◆ **TASK TO CARRY OUT**: Below are the records; output them exactly from the first line through the line with "for (child, parent)", stopping there.

(MATERIAL FOR THE TASK Opens)

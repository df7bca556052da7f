#![deny(missing_docs)]

//! # Child Resolution
//!
//! Parent types list their subtypes before the subtypes are declared, so
//! parent/child links are resolved in two passes:
//! 1. whenever a type is registered, any pending link naming it as the child
//!    is attached (if the parent already exists),
//! 2. after the walk, the remaining links are attached or reported together.

use crate::error::{AppError, AppResult, UnresolvedTypes};
use crate::model::{SpecBuilder, TypeEntity};
use indexmap::IndexMap;

/// Child name -> parent name, in listing order.
#[derive(Debug, Default)]
pub struct PendingLinks {
    links: IndexMap<String, String>,
}

impl PendingLinks {
    /// Creates an empty set.
    pub fn new() -> Self {
        Self::default()
    }

    /// Remembers that `parent` listed `child`. A later listing wins.
    pub fn defer(&mut self, child: String, parent: String) {
        self.links.insert(child, parent);
    }

    /// Number of links still waiting.
    pub fn len(&self) -> usize {
        self.links.len()
    }

    /// Whether nothing is waiting.
    pub fn is_empty(&self) -> bool {
        self.links.is_empty()
    }

    /// First pass: sets `entity.parent` when it was listed by a registered parent.
    ///
    /// The parent's child list is updated here as well; the link is then
    /// dropped from the pending set.
    pub fn attach(&mut self, entity: &mut TypeEntity, builder: &SpecBuilder) {
        let Some(parent) = self.links.get(&entity.name) else {
            return;
        };

        let child = entity.name.clone();
        let attached = builder
            .update_type(parent, |p| {
                if !p.children.contains(&child) {
                    p.children.push(child.clone());
                }
            })
            .is_some();

        if attached {
            entity.parent = Some(parent.clone());
            self.links.shift_remove(&child);
        }
    }

    /// Second pass: links what is left, failing with every unknown child.
    pub fn finalize(self, builder: &SpecBuilder) -> AppResult<()> {
        let mut missing = Vec::new();

        for (child, parent) in self.links {
            if builder.has_type(&child) && builder.has_type(&parent) {
                builder.link_child(&parent, &child)?;
            } else {
                missing.push(child);
            }
        }

        if missing.is_empty() {
            Ok(())
        } else {
            tracing::warn!(count = missing.len(), "unresolved child types");
            Err(AppError::Unresolved(UnresolvedTypes(missing)))
        }
    }
}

(MATERIAL FOR THE TASK Closes)

◆ **RESULT**:
repository df7bca556052da7f
#![deny(missing_docs)]

//! # Child Resolution
//!
//! Parent types list their subtypes before the subtypes are declared, so
//! parent/child links are resolved in two passes:
//! 1. whenever a type is registered, any pending link naming it as the child
//!    is attached (if the parent already exists),
//! 2. after the walk, the remaining links are attached or reported together.

use crate::error::{AppError, AppResult, UnresolvedTypes};
use crate::model::{SpecBuilder, TypeEntity};
use indexmap::IndexMap;

/// Child name -> parent name, in listing order.
#[derive(Debug, Default)]
pub struct PendingLinks {
    links: IndexMap<String, String>,
}

impl PendingLinks {
    /// Creates an empty set.
    pub fn new() -> Self {
        Self::default()
    }

    /// Remembers that `parent` listed `child`. A later listing wins.
    pub fn defer(&mut self, child: String, parent: String) {
        self.links.insert(child, parent);
    }

    /// Number of links still waiting.
    pub fn len(&self) -> usize {
        self.links.len()
    }

    /// Whether nothing is waiting.
    pub fn is_empty(&self) -> bool {
        self.links.is_empty()
    }

    /// First pass: sets `entity.parent` when it was listed by a registered parent.
    ///
    /// The parent's child list is updated here as well; the link is then
    /// dropped from the pending set.
    pub fn attach(&mut self, entity: &mut TypeEntity, builder: &SpecBuilder) {
        let Some(parent) = self.links.get(&entity.name) else {
            return;
        };

        let child = entity.name.clone();
        let attached = builder
            .update_type(parent, |p| {
                if !p.children.contains(&child) {
                    p.children.push(child.clone());
                }
            })
            .is_some();

        if attached {
            entity.parent = Some(parent.clone());
            self.links.shift_remove(&child);
        }
    }

    /// Second pass: links what is left, failing with every unknown child.
    pub fn finalize(self, builder: &SpecBuilder) -> AppResult<()> {
        let mut missing = Vec::new();

        for (child, parent) in self.links {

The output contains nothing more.